The debate in the Scottish parliament was initiated by Labour MSP Hugh Henry and attended by many veterans and a busload of apprentices from BAE Systems Upper Clyde yards at Govan and Scotstoun. A record number of MSPs paid tribute to the workers.
At the first gala concert, in the Mitchell Theatre, other tributes were paid by Tony Benn, the minister who created the UCS consortium and a great supporter of the work-in, and by the deputy first minister, Nicola Sturgeon.
Benn made a personal link between struggles then and now, by speaking at an STUC public services demonstration earlier that afternoon. Artists including Jimmie Macgregor, Dick Gaughan, Arthur Johnstone, Rab Noakes and Alistair MacDonald – who had taken part in fundraising for the work-in – performed alongside younger talent such as Kevin McDermott and Simone Welsh. Elaine C Smith read Jimmy Reid’s rectorial address and prominent Scottish composer Eddie McGuire premiered his new composition – Work-in at UCS.

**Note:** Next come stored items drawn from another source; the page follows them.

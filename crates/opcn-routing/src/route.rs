use opcn_core::{BlockHeight, ChannelId, NodeId};
use serde::{Deserialize, Serialize};

/// One hop of a source-constructed route: the channel to add the HTLC on,
/// the node at its far end, and the HTLC parameters for that leg.
#[derive(Debug, Clone, PartialEq, Eq, Serialize, Deserialize)]
pub struct RouteHop {
    /// Channel the HTLC for this leg is added on.
    pub channel: ChannelId,
    /// The node receiving the HTLC on this leg.
    pub node: NodeId,
    /// HTLC amount for this leg (payment amount plus downstream fees).
    pub amount: u64,
    /// Absolute expiry height for this leg. Strictly decreasing toward the
    /// destination so every intermediary's outgoing leg expires first.
    pub expiry_height: BlockHeight,
}

/// An ordered sequence of hops from payer to payee.
#[derive(Debug, Clone, Serialize, Deserialize)]
pub struct Route {
    hops: Vec<RouteHop>,
    /// The amount the destination receives.
    pub amount: u64,
}

impl Route {
    /// Create a route from hops already carrying their amounts and expiries.
    pub fn new(hops: Vec<RouteHop>, amount: u64) -> Self {
        Self { hops, amount }
    }

    /// The ordered hops.
    pub fn hops(&self) -> &[RouteHop] {
        &self.hops
    }

    pub fn hop_count(&self) -> usize {
        self.hops.len()
    }

    /// The first hop (the leg the payer adds).
    pub fn first_hop(&self) -> Option<&RouteHop> {
        self.hops.first()
    }

    /// Total fee: what the payer sends beyond what the payee receives.
    pub fn total_fee(&self) -> u64 {
        self.first_hop()
            .map(|h| h.amount - self.amount)
            .unwrap_or(0)
    }

    /// True if amounts never increase and expiries strictly decrease along
    /// the route (per-hop conservation and expiry invariants).
    pub fn is_well_formed(&self) -> bool {
        self.hops.windows(2).all(|pair| {
            pair[1].amount <= pair[0].amount && pair[1].expiry_height < pair[0].expiry_height
        })
    }
}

An exhibition using the work-in archives from Glasgow University and Glasgow Caledonian University ran in the theatre foyer for the two weeks leading up to the concert.
So successful was this concert that Donald Shaw, director of the Celtic Connections festival, asked Rab Noakes – who directed the first concert – to stage a similar one in the Old Fruitmarket during the 2012 festival. Again, many previous fundraisers took part, including actor and director David Hayman, and singers James Grant and Emma Pollock. Again, the concert sold out.
At these events, a strong attendance from the UCS veterans ensured that the voices from the Upper Clyde were heard directly. A civic reception at Glasgow’s Riverside Museum brought together more of them, along with two provosts.
The UCS work-in was a turning-point in working class history. Its innovative and daring initiative showed that ordinary people could reverse the decisions of hostile governments. Ordinary people had the power to change things.
Its achievements – such as forcing the government to pay the money that saved the yards, and the continuation of shipbuilding on the Upper Clyde – are often quoted, but its place in the establishment of the Scottish parliament is less well known.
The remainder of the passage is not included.